What's going on here? In the midst of the longest economic expansion in the history of the world--and the greatest episode of individual wealth creation--a record number of people are going bankrupt. They've been filing for protection from creditors at the rate of more than 1 million a year since 1996, up fourfold since 1979.

Some are what you would expect: People struggling to pay rent and buy groceries. But far from all. A fair number are well-educated professionals like Levitan, Kryvicky and Lordi, according to Harvard professor Elizabeth Warren and University of Texas professors Teresa Sullivan and Jay Westbrook, who have studied the explosion in bankruptcies. "The debtors in our sample include accountants and computer engineers, doctors and dentists, clerks and executives, salesclerks and librarians," they write in their new book, The Fragile Middle Class: Americans in Debt. "They are middle-class folks who are supposed to be gathering around the barbecues on the patios outside their three-bedroom, two-bath houses"--not swearing on a Bible before a bankruptcy judge.

Overreaching has become the new American sport, financial hubris the new market psychology. "I've seen unreasonable levels of confidence in my clients that's clearly related to seeing the market go up and up," says Suzette Loh, a financial adviser with Richard A. Eisner & Co. in New York. "It becomes a sense of entitlement, where every investment of their money is expected to yield big results."

You can see it in a growing national profligacy. Consumer spending is rising twice as quickly as the rate of personal income. At the same time, the monthly personal savings rate scratched an all-time low, a negative 0.2% in July. A huge number of us are living beyond our means. No broad disaster has resulted--yet--because foreigners are gladly lending us the money we need to pay for our capital investment. But if financial strains are so apparent during an expansion, what's going to happen in a recession? Or a collapse in asset prices?


A snapshot of the American balance sheet shows immense prosperity--combined U.S. household net worth of $42 trillion, according to Federal Reserve statisticians, double what it was a decade ago, (see chart). But to a large degree that growth in net worth represents the explosion in asset prices--the quadrupling of stock prices over the decade, the 50% rise in home values. Alongside the gain in assets has come an increased ability to borrow against them and an increased tendency to spend as if the asset appreciation would go on forever.

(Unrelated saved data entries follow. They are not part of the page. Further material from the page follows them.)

#[cfg(test)]
mod tests {
    use super::*;
    use crate::combat::start_combat;
    use game_rules::{CombatParticipant, ScriptedRoller};

    fn party_state() -> GameState {
        GameState::with_party([
            ("aldric", CharacterSheet::new("Aldric", 24).with_initiative_modifier(2)),
            ("elara", CharacterSheet::new("Elara", 18)),
        ])
        .unwrap()
    }

    fn basic_encounter() -> GameState {
        let mut state = party_state();
        let mut roller = ScriptedRoller::new([15, 10, 15]);
        start_combat(
            &mut state,
            &[CombatParticipant::new("goblin_1", 7).with_initiative_modifier(2)],
            &mut roller,
            &SessionConfig::default(),
        )
        .unwrap();
        state
    }

    #[test]
    fn test_build_turn_queue() {
        let queue = build_turn_queue(["aldric", "elara", "aldric"]).unwrap();
        assert_eq!(
            queue,
            vec![
                Actor::DungeonMaster,
                Actor::player("aldric"),
                Actor::player("elara"),
            ]
        );
        assert_eq!(validate_turn_queue(&queue), Ok(()));
    }

    #[test]
    fn test_reserved_ids_never_enter_the_queue() {
        assert_eq!(
            build_turn_queue(["dm"]),
            Err(QueueError::InvalidIdentifier("dm".to_string()))
        );
        assert_eq!(
            build_turn_queue(["aldric", "dm:goblin_1"]),
            Err(QueueError::InvalidIdentifier("dm:goblin_1".to_string()))
        );

        // A hand-built queue with a second "dm" is still caught.
        assert_eq!(
            validate_turn_queue(&[Actor::DungeonMaster, Actor::player("dm")]),
            Err(QueueError::InvalidIdentifier("dm".to_string()))
        );
        assert_eq!(
            validate_turn_queue(&[Actor::DungeonMaster, Actor::player("orc:chief")]),
            Err(QueueError::InvalidIdentifier("orc:chief".to_string()))
        );
    }

    #[test]
    fn test_validate_turn_queue() {
        assert_eq!(
            validate_turn_queue(&[Actor::player("aldric")]),
            Err(QueueError::MissingDungeonMaster)
        );
        assert_eq!(
            validate_turn_queue(&[Actor::DungeonMaster, Actor::DungeonMaster]),
            Err(QueueError::DuplicateDungeonMaster)
        );
        assert_eq!(
            validate_turn_queue(&[
                Actor::DungeonMaster,
                Actor::player("elara"),
                Actor::player("elara"),
            ]),
            Err(QueueError::DuplicateActor("elara".to_string()))
        );
        assert_eq!(
            validate_turn_queue(&[Actor::DungeonMaster, Actor::npc("goblin_1")]),
            Err(QueueError::NpcInQueue("dm:goblin_1".to_string()))
        );
    }

    #[test]
    fn test_add_and_remove_player() {
        let mut state = party_state();

        add_player(&mut state, "brom", CharacterSheet::new("Brom", 30)).unwrap();
        assert_eq!(state.turn_queue.last(), Some(&Actor::player("brom")));
        assert!(state.character_sheet("brom").is_some());

        assert_eq!(
            add_player(&mut state, "brom", CharacterSheet::new("Brom", 30)),
            Err(QueueError::DuplicateActor("brom".to_string()))
        );
        assert!(matches!(
            add_player(&mut state, "dm", CharacterSheet::new("DM", 1)),
            Err(QueueError::InvalidIdentifier(_))
        ));
        assert!(matches!(
            add_player(&mut state, "dm:imp", CharacterSheet::new("Imp", 1)),
            Err(QueueError::InvalidIdentifier(_))
        ));

        state.current_turn = Actor::player("brom");
        let sheet = remove_player(&mut state, "brom").unwrap();
        assert_eq!(sheet.unwrap().name, "Brom");
        assert_eq!(state.current_turn, Actor::DungeonMaster);
        assert_eq!(validate_turn_queue(&state.turn_queue), Ok(()));

        assert_eq!(
            remove_player(&mut state, "brom"),
            Err(QueueError::NotInQueue("brom".to_string()))
        );
    }

    #[test]
    fn test_queue_frozen_during_combat() {
        let mut state = basic_encounter();
        assert_eq!(
            add_player(&mut state, "brom", CharacterSheet::new("Brom", 30)),
            Err(QueueError::CombatActive)
        );
        assert_eq!(
            remove_player(&mut state, "elara"),
            Err(QueueError::CombatActive)
        );
    }

    #[test]
    fn test_advance_exploration_wraps() {
        let mut state = party_state();
        let config = SessionConfig::default();

        assert_eq!(
            advance_turn(&mut state, &config),
            TurnStep::Continue(Actor::player("aldric"))
        );
        assert_eq!(
            advance_turn(&mut state, &config),
            TurnStep::Continue(Actor::player("elara"))
        );
        assert_eq!(
            advance_turn(&mut state, &config),
            TurnStep::Wrapped(Actor::DungeonMaster)
        );
        assert_eq!(state.current_turn, Actor::DungeonMaster);
    }

    #[test]
    fn test_advance_exploration_without_loop() {
        let mut state = party_state();
        state.current_turn = Actor::player("elara");
        let config = SessionConfig {
            loop_exploration: false,
            ..Default::default()
        };

        assert_eq!(advance_turn(&mut state, &config), TurnStep::ExchangeComplete);
        assert_eq!(state.current_turn, Actor::player("elara"));
    }

    #[test]
    fn test_advance_combat_rounds() {
        let mut state = basic_encounter();
        let config = SessionConfig::default();

        let mut actors = Vec::new();
        for _ in 0..4 {
            let step = advance_turn(&mut state, &config);
            actors.push(step.actor().cloned().unwrap());
        }

        assert_eq!(
            actors,
            vec![
                Actor::player("aldric"),
                Actor::npc("goblin_1"),
                Actor::player("elara"),
                Actor::DungeonMaster,
            ]
        );
        assert_eq!(state.combat_state.round_number, 2);
        assert_eq!(
            advance_turn(&mut state, &config),
            TurnStep::Continue(Actor::player("aldric"))
        );
    }

    #[test]
    fn test_round_started_step() {
        let mut state = basic_encounter();
        state.current_turn = Actor::player("elara");
        assert_eq!(
            advance_turn(&mut state, &SessionConfig::default()),
            TurnStep::RoundStarted {
                round: 2,
                actor: Actor::DungeonMaster,
            }
        );
    }

    #[test]
    fn test_complete_turn() {
        let mut state = basic_encounter();
        assert_eq!(complete_turn(&state), None);

        state.character_sheet_mut("aldric").unwrap().hp_current = 0;
        state.character_sheet_mut("elara").unwrap().hp_current = -2;
        assert_eq!(complete_turn(&state), Some(EndCondition::PartyDefeated));
    }

    #[test]
    fn test_resolve_combat() {
        let mut state = basic_encounter();
        let original_queue = state.combat_state.original_turn_queue.clone();
        state.current_turn = Actor::player("elara");

        let (turn, summary) = resolve_combat(&mut state, EndCondition::PartyDefeated).unwrap();

        assert_eq!(turn.condition, EndCondition::PartyDefeated);
        assert_eq!(turn.context.actor, Actor::DungeonMaster);
        assert_eq!(turn.context.directive.as_deref(), Some(turn.directive.as_str()));
        assert!(turn.directive.contains("capture"));
        assert_eq!(summary.surviving_npcs, vec!["goblin_1".to_string()]);
        assert_eq!(state.turn_queue, original_queue);
        assert!(!state.combat_state.active);

        // A second trigger is rejected rather than ending twice.
        assert!(matches!(
            resolve_combat(&mut state, EndCondition::PartyDefeated),
            Err(CombatError::InvalidState(_))
        ));
    }

    #[test]
    fn test_force_resolution_keeps_combat_open() {
        let mut state = basic_encounter();
        let turn = force_resolution_turn(&mut state, EndCondition::EnemiesDefeated).unwrap();

        assert!(state.combat_state.active);
        assert_eq!(state.current_turn, Actor::DungeonMaster);
        assert!(turn.context.in_combat);
    }
}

Will it? So far, all the pessimists scolding us for our addiction to debt have been proved wrong. For many Americans--and particularly for driven, young self-starters who never lived through the Depression and whose memories of the 1973 to 1974 crash are dim if present at all--taking hefty financial risks has paid off. The stock market looked overvalued in early 1998, with a currency crisis under way in Asia and Alan Greenspan beginning to hike interest rates. But anybody who resisted the urge to move their money into a savings account and invested in the S&P 500 is now sitting atop a 65% return.

What if the debt Cassandras are right? There's quite an overhang. Americans owe $4.5 trillion on their home mortgages, up from $2.5 trillion a decade ago, $1.4 trillion on their cars, plastic and student loans, up from $811 billion in 1990. Today, the average family credit card balance is $1,700, compared with $1,100 in 1989.

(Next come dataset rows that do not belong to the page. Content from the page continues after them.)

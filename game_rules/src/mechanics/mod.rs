//! Game mechanics: dice and initiative.

mod dice;
mod initiative;

pub use dice::*;
pub use initiative::*;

In fact, the economy needn't swoon for a lot of people to get whacked. All it takes is for prices to stop going up--as they have this year in the stock market and in some overheated housing markets like Seattle and Dallas. Mortgage debt looms a lot larger when there is no price inflation to offset your 8% interest cost.

Luke Brugnara, an enterprising landlord in San Francisco, isn't close to bankruptcy. But his spendthrift habits, like the recent purchase of a $16 million home in Seacliff, have a certain universal what-me-worry resonance. "It's an $18 million house that I got for way less," he says. Sure, it's an $18 million asset, unless something bad happens to the dot-com economy and such homes start to sell for only $9 million.

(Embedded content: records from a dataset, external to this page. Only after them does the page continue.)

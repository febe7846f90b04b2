//! NPC combat participants and their transient profiles.

use serde::{Deserialize, Serialize};

/// An NPC as declared by the DM when starting combat.
#[derive(Debug, Clone, PartialEq, Eq, Serialize, Deserialize)]
pub struct CombatParticipant {
    pub name: String,
    #[serde(default)]
    pub initiative_modifier: i32,
    pub hp: i32,
    #[serde(default = "default_ac")]
    pub ac: i32,
    #[serde(default)]
    pub personality: String,
    #[serde(default)]
    pub tactics: String,
    #[serde(default)]
    pub secret: Option<String>,
}

fn default_ac() -> i32 {
    10
}

impl CombatParticipant {
    pub fn new(name: impl Into<String>, hp: i32) -> Self {
        Self {
            name: name.into(),
            initiative_modifier: 0,
            hp,
            ac: default_ac(),
            personality: String::new(),
            tactics: String::new(),
            secret: None,
        }
    }

    pub fn with_initiative_modifier(mut self, modifier: i32) -> Self {
        self.initiative_modifier = modifier;
        self
    }

    pub fn with_ac(mut self, ac: i32) -> Self {
        self.ac = ac;
        self
    }

    pub fn with_personality(mut self, personality: impl Into<String>) -> Self {
        self.personality = personality.into();
        self
    }

    pub fn with_tactics(mut self, tactics: impl Into<String>) -> Self {
        self.tactics = tactics.into();
        self
    }

    pub fn with_secret(mut self, secret: impl Into<String>) -> Self {
        self.secret = Some(secret.into());
        self
    }
}

/// Live combat profile of an NPC. Discarded when combat ends.
#[derive(Debug, Clone, PartialEq, Eq, Serialize, Deserialize)]
pub struct NpcProfile {
    pub name: String,
    pub hp_current: i32,
    pub hp_max: i32,
    pub ac: i32,
    pub initiative_modifier: i32,
    pub personality: String,
    pub tactics: String,
    pub secret: Option<String>,
    #[serde(default)]
    pub conditions: Vec<String>,
}

impl NpcProfile {
    pub fn is_defeated(&self) -> bool {
        self.hp_current <= 0
    }

    /// Apply damage. HP does not go below zero.
    pub fn apply_damage(&mut self, amount: u32) {
        let amount = i32::try_from(amount).unwrap_or(i32::MAX);
        self.hp_current = self.hp_current.saturating_sub(amount).max(0);
    }

    /// Restore HP, capped at maximum.
    pub fn heal(&mut self, amount: u32) {
        let amount = i32::try_from(amount).unwrap_or(i32::MAX);
        self.hp_current = self.hp_current.saturating_add(amount).min(self.hp_max);
    }

    /// Add a condition; no-op if already present.
    pub fn add_condition(&mut self, condition: impl Into<String>) -> bool {
        let condition = condition.into();
        if self.conditions.iter().any(|c| c.eq_ignore_ascii_case(&condition)) {
            return false;
        }
        self.conditions.push(condition);
        true
    }

    pub fn remove_condition(&mut self, condition: &str) -> bool {
        let before = self.conditions.len();
        self.conditions.retain(|c| !c.eq_ignore_ascii_case(condition));
        self.conditions.len() != before
    }
}

impl From<&CombatParticipant> for NpcProfile {
    fn from(participant: &CombatParticipant) -> Self {
        Self {
            name: participant.name.clone(),
            hp_current: participant.hp,
            hp_max: participant.hp,
            ac: participant.ac,
            initiative_modifier: participant.initiative_modifier,
            personality: participant.personality.clone(),
            tactics: participant.tactics.clone(),
            secret: participant.secret.clone(),
            conditions: Vec::new(),
        }
    }
}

Below, you'll find the cases of millionaires who went bust by grabbing far more than they could manage financially, victims of their own unbridled optimism. Foolish overextension, you might say. On closer inspection, these characters begin to look an awful lot like the rest of us.

THE MOONLIGHTER

Everyone knows a modestly successful guy who, discontented with his day job, had the nerve to start another venture on the side. Chicago attorney Salvatore Miglore, now 47, had a good law practice, specializing in criminal and family law, and managed to build assets worth $7 million. He and his wife of 20 years, Doreen, owned a $500,000 house on a quiet road on the outskirts of Hinsdale, one of Chicago's tonier suburbs. They had a condominium rental in Buffalo Grove and a handful of cars, including two Mercedes, a BMW and a Chrysler. Miglore could afford luxuries--$2,000 in tickets to see the fresh-from-jail Mike Tyson's 89-second knockout of Peter McNeeley in 1995. Or, after Doreen filed for divorce in 1996, a $55,000, 4.5-carat diamond ring for a lady friend.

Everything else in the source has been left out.